Ancona, città di mare per eccellenza, si prepara a celebrare il suo legame indissolubile con il mare. L’evento Da mare a mare in programma per venerdì 11 settembre 2026 alle ore 17 nella Sala del Consiglio comunale, promette di essere un viaggio affascinante tra storia, economia e trasformazioni urbane.
Organizzato da Reti Culturali Odv con il patrocinio del Comune di Ancona e il sostegno del Centro servizi volontariato Marche, l’incontro si inserisce nel ciclo di appuntamenti Ancona e mare 2026 e vede la partecipazione di numerosi partner tra cui la Deputazione di Storia Patria per le Marche e l’Istituto storia Marche.
La Fiera della Pesca: un polo economico e sociale
Il professor Roberto Giulianelli docente di Storia economica all’Università Politecnica delle Marche, aprirà l’evento con un’intervento dedicato alla Fiera della Pesca di Ancona un polo economico e sociale che per decenni ha avuto un ruolo centrale nella vita cittadina.
Tra gli anni ’30 e ’70, l’area portuale dedicata alla Fiera della Pesca non era solo un luogo di scambio commerciale, ma un vero e proprio centro di aggregazione sociale. Qui, tra l’Aquarium e il teatro all’aperto, si svolgevano numerose iniziative che hanno contribuito a caratterizzare l’identità urbana di Ancona. Un elemento simbolico di questo periodo era la fontana dello scultore Blasi, oggi scomparsa, che rappresentava un punto di riferimento per i cittadini.
L’espansione urbana verso il Passetto
La professoressa Marta Magagnini docente di disegno presso la scuola di Architettura e Design dell’università di Camerino ad Ascoli Piceno, esplorerà invece la grande trasformazione urbana di Ancona agli inizi del Novecento.
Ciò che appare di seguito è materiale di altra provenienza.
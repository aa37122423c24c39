// Copyright (C) 2025 Jeremy J. Carroll. See LICENSE for details.

//! The word list a square is filled from.
//!
//! A [`Lexicon`] holds the words of exactly one length, sorted and without
//! duplicates. Words are kept as `Vec<char>` so that the i-th letter of a word
//! is a direct index and prefix tests are slice comparisons. Code point order
//! is the same as the byte order of the UTF-8 strings, so a word file sorted
//! with `sort` stays in the same order here.
//!
//! All prefix queries go through one binary search, [`Lexicon::lower_bound`],
//! which finds the first word that is not smaller than the prefix. Because the
//! list is sorted, the words sharing a prefix form one contiguous run starting
//! at that position.

use crate::config::LetterOrder;
use std::collections::HashMap;
use std::fs;
use std::path::{Path, PathBuf};
use thiserror::Error;

/// Index of a word in its lexicon. Word identity in the ledger is this index.
pub type WordId = usize;

/// Errors raised while loading a word list.
#[derive(Debug, Error)]
pub enum LexiconError {
    /// The word file could not be read.
    #[error("cannot read word list {}: {source}", path.display())]
    Io {
        path: PathBuf,
        #[source]
        source: std::io::Error,
    },
}

/// How many lexicon words extend a given prefix.
#[derive(Debug, Clone, Copy, PartialEq, Eq)]
pub enum Completion {
    /// No word starts with the prefix.
    NoWord,
    /// Exactly one word starts with the prefix.
    Unique(WordId),
    /// Two or more words start with the prefix.
    Ambiguous,
}

/// Immutable, sorted list of words of a single length.
#[derive(Debug, Clone)]
pub struct Lexicon {
    size: usize,
    words: Vec<Vec<char>>,
    alphabet: Vec<char>,
    words_read: usize,
}

impl Lexicon {
    /// Build a lexicon of words of length `size` from arbitrary input words.
    ///
    /// Each input is trimmed; empty entries are ignored, entries of any other
    /// length are dropped. The kept words are sorted and de-duplicated, and the
    /// search alphabet is derived from their letter counts.
    pub fn new<I, S>(size: usize, words: I, order: LetterOrder) -> Self
    where
        I: IntoIterator<Item = S>,
        S: AsRef<str>,
    {
        let mut words_read = 0;
        let mut kept = Vec::new();
        for word in words {
            let word = word.as_ref().trim();
            if word.is_empty() {
                continue;
            }
            words_read += 1;
            let letters: Vec<char> = word.chars().collect();
            if letters.len() == size {
                kept.push(letters);
            }
        }
        kept.sort_unstable();
        kept.dedup();

        let alphabet = letter_order(&kept, order);
        Self {
            size,
            words: kept,
            alphabet,
            words_read,
        }
    }

    /// Read a word file (one word per line) and keep the words of length `size`.
    pub fn load(path: impl AsRef<Path>, size: usize, order: LetterOrder) -> Result<Self, LexiconError> {
        let path = path.as_ref();
        let text = fs::read_to_string(path).map_err(|source| LexiconError::Io {
            path: path.to_path_buf(),
            source,
        })?;
        let lexicon = Self::new(size, text.lines(), order);

        tracing::info!(
            path = %path.display(),
            read = lexicon.words_read,
            kept = lexicon.len(),
            size,
            "loaded word list"
        );
        if lexicon.is_empty() {
            tracing::warn!(size, "word list has no words of the requested length");
        } else {
            tracing::info!(
                letters = %lexicon.alphabet.iter().collect::<String>(),
                "letter order"
            );
        }
        Ok(lexicon)
    }

    /// Length of every word in the lexicon.
    pub fn size(&self) -> usize {
        self.size
    }

    /// Number of distinct words kept.
    pub fn len(&self) -> usize {
        self.words.len()
    }

    pub fn is_empty(&self) -> bool {
        self.words.is_empty()
    }

    /// Number of non-empty input entries seen before length filtering.
    pub fn words_read(&self) -> usize {
        self.words_read
    }

    /// Letters occurring in the lexicon, in the order the search tries them.
    pub fn alphabet(&self) -> &[char] {
        &self.alphabet
    }

    #[inline]
    pub fn word(&self, id: WordId) -> &[char] {
        &self.words[id]
    }

    pub fn word_string(&self, id: WordId) -> String {
        self.words[id].iter().collect()
    }

    /// Index of the first word that is not smaller than `prefix`.
    #[inline]
    pub fn lower_bound(&self, prefix: &[char]) -> usize {
        self.words.partition_point(|word| word.as_slice() < prefix)
    }

    /// Does any word start with `prefix`?
    pub fn has_prefix(&self, prefix: &[char]) -> bool {
        self.words
            .get(self.lower_bound(prefix))
            .is_some_and(|word| word.starts_with(prefix))
    }

    /// Classify the words extending `prefix`.
    ///
    /// Only the first match and its successor are inspected: the match is
    /// unique exactly when the next word does not exist or does not share the
    /// prefix.
    pub fn completion(&self, prefix: &[char]) -> Completion {
        let i = self.lower_bound(prefix);
        match self.words.get(i) {
            Some(word) if word.starts_with(prefix) => match self.words.get(i + 1) {
                Some(next) if next.starts_with(prefix) => Completion::Ambiguous,
                _ => Completion::Unique(i),
            },
            _ => Completion::NoWord,
        }
    }

    /// Look up a whole word.
    pub fn find(&self, word: &[char]) -> Option<WordId> {
        self.words
            .binary_search_by(|candidate| candidate.as_slice().cmp(word))
            .ok()
    }
}

/// Order the letters of `words` by how often they occur.
fn letter_order(words: &[Vec<char>], order: LetterOrder) -> Vec<char> {
    let mut counts: HashMap<char, usize> = HashMap::new();
    for &letter in words.iter().flatten() {
        *counts.entry(letter).or_default() += 1;
    }

    let mut letters: Vec<(char, usize)> = counts.into_iter().collect();
    match order {
        LetterOrder::Rarest => letters.sort_by(|a, b| a.1.cmp(&b.1).then(a.0.cmp(&b.0))),
        LetterOrder::Frequent => letters.sort_by(|a, b| b.1.cmp(&a.1).then(a.0.cmp(&b.0))),
    }
    letters.into_iter().map(|(letter, _)| letter).collect()
}

#[cfg(test)]
mod tests {
    use super::*;
    use std::io::Write;

    fn chars(s: &str) -> Vec<char> {
        s.chars().collect()
    }

    fn sample() -> Lexicon {
        Lexicon::new(
            2,
            ["ox", "an", "at", "cat", "as", "ha", "an", "", "  "],
            LetterOrder::Rarest,
        )
    }

    #[test]
    fn test_filters_sorts_and_dedups() {
        let lexicon = sample();
        assert_eq!(lexicon.size(), 2);
        assert_eq!(lexicon.len(), 5);
        assert_eq!(lexicon.words_read(), 7);
        let words: Vec<String> = (0..lexicon.len()).map(|i| lexicon.word_string(i)).collect();
        assert_eq!(words, vec!["an", "as", "at", "ha", "ox"]);
    }

    #[test]
    fn test_completion() {
        let lexicon = sample();
        assert_eq!(lexicon.completion(&chars("a")), Completion::Ambiguous);
        assert_eq!(lexicon.completion(&chars("h")), Completion::Unique(3));
        assert_eq!(lexicon.completion(&chars("at")), Completion::Unique(2));
        assert_eq!(lexicon.completion(&chars("b")), Completion::NoWord);
        assert_eq!(lexicon.completion(&chars("az")), Completion::NoWord);
        assert_eq!(lexicon.completion(&[]), Completion::Ambiguous);
    }

    #[test]
    fn test_last_word_is_unique() {
        let lexicon = sample();
        assert_eq!(lexicon.completion(&chars("o")), Completion::Unique(4));
        assert_eq!(lexicon.completion(&chars("ox")), Completion::Unique(4));
        assert_eq!(lexicon.completion(&chars("p")), Completion::NoWord);
    }

    #[test]
    fn test_prefix_and_find() {
        let lexicon = sample();
        assert!(lexicon.has_prefix(&chars("a")));
        assert!(lexicon.has_prefix(&chars("ha")));
        assert!(!lexicon.has_prefix(&chars("x")));
        assert_eq!(lexicon.find(&chars("as")), Some(1));
        assert_eq!(lexicon.find(&chars("aa")), None);
    }

    #[test]
    fn test_letter_orders() {
        let rarest = sample();
        assert_eq!(rarest.alphabet(), &['h', 'n', 'o', 's', 't', 'x', 'a']);

        let frequent = Lexicon::new(2, ["an", "as", "at", "ha", "ox"], LetterOrder::Frequent);
        assert_eq!(frequent.alphabet(), &['a', 'h', 'n', 'o', 's', 't', 'x']);
    }

    #[test]
    fn test_empty_lexicon() {
        let lexicon = Lexicon::new(3, ["an", "as"], LetterOrder::Rarest);
        assert!(lexicon.is_empty());
        assert!(lexicon.alphabet().is_empty());
        assert_eq!(lexicon.completion(&chars("a")), Completion::NoWord);
    }

    #[test]
    fn test_load_from_file() {
        let mut file = tempfile::NamedTempFile::new().unwrap();
        writeln!(file, "cab\nabc\n\nab\nbca\nabc").unwrap();

        let lexicon = Lexicon::load(file.path(), 3, LetterOrder::Rarest).unwrap();
        assert_eq!(lexicon.len(), 3);
        assert_eq!(lexicon.word_string(0), "abc");
        assert_eq!(lexicon.word_string(2), "cab");
    }

    #[test]
    fn test_load_missing_file() {
        let dir = tempfile::tempdir().unwrap();
        let missing = dir.path().join("nope.txt");
        let err = Lexicon::load(&missing, 3, LetterOrder::Rarest).unwrap_err();
        assert!(matches!(err, LexiconError::Io { .. }));
        assert!(err.to_string().contains("nope.txt"));
    }
}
Con l’abbattimento della cinta muraria e l’apertura del Viale Adriatico, oggi noto come Viale della Vittoria, la città ha conosciuto un’espansione verso il mare del Passetto. Questo sviluppo edilizio e urbanistico ha avuto un impatto significativo non solo dal punto di vista architettonico, ma anche sociale, ridefinendo l’identità di Ancona come città di mare.
Il Monumento ai Caduti e il Viale della Vittoria
Al centro dell’intervento della professoressa Magagnini ci sarà il Monumento ai Caduti e il Viale della Vittoria, simboli di una città che ha saputo trasformare il suo rapporto con il mare in un elemento di coesione e identità.
L’evento Da mare a mare si inserisce nel solco degli intenti espressi nel dossier presentato dal Comune di Ancona per la candidatura a Capitale Italiana del Mare 2026 un progetto che mira a valorizzare il legame tra la città e il mare.
Un viaggio tra passato e futuro
Attraverso questo viaggio tra il porto e il Passetto, l’evento invita a riflettere su come il rapporto con l’elemento marino sia stato il motore di una trasformazione che va oltre la semplice urbanistica.
La storia di Ancona si legge attraverso i suoi spazi: il porto che accoglie il commercio e la vita sociale, e il Viale della Vittoria che si protende verso il mare, portando la città verso il futuro. La valorizzazione di questo asse di memoria storica suggerisce che la sfida per il futuro non sia solo una questione di monumenti o di edifici, ma di come la città continui a vivere il mare come un elemento integrato, un’estensione della propria casa e del proprio lavoro.
Il passaggio tra il porto e il monumento ai caduti è il simbolo di una città che ha saputo trasformare un confine naturale in un punto di incontro tra storia e modernità.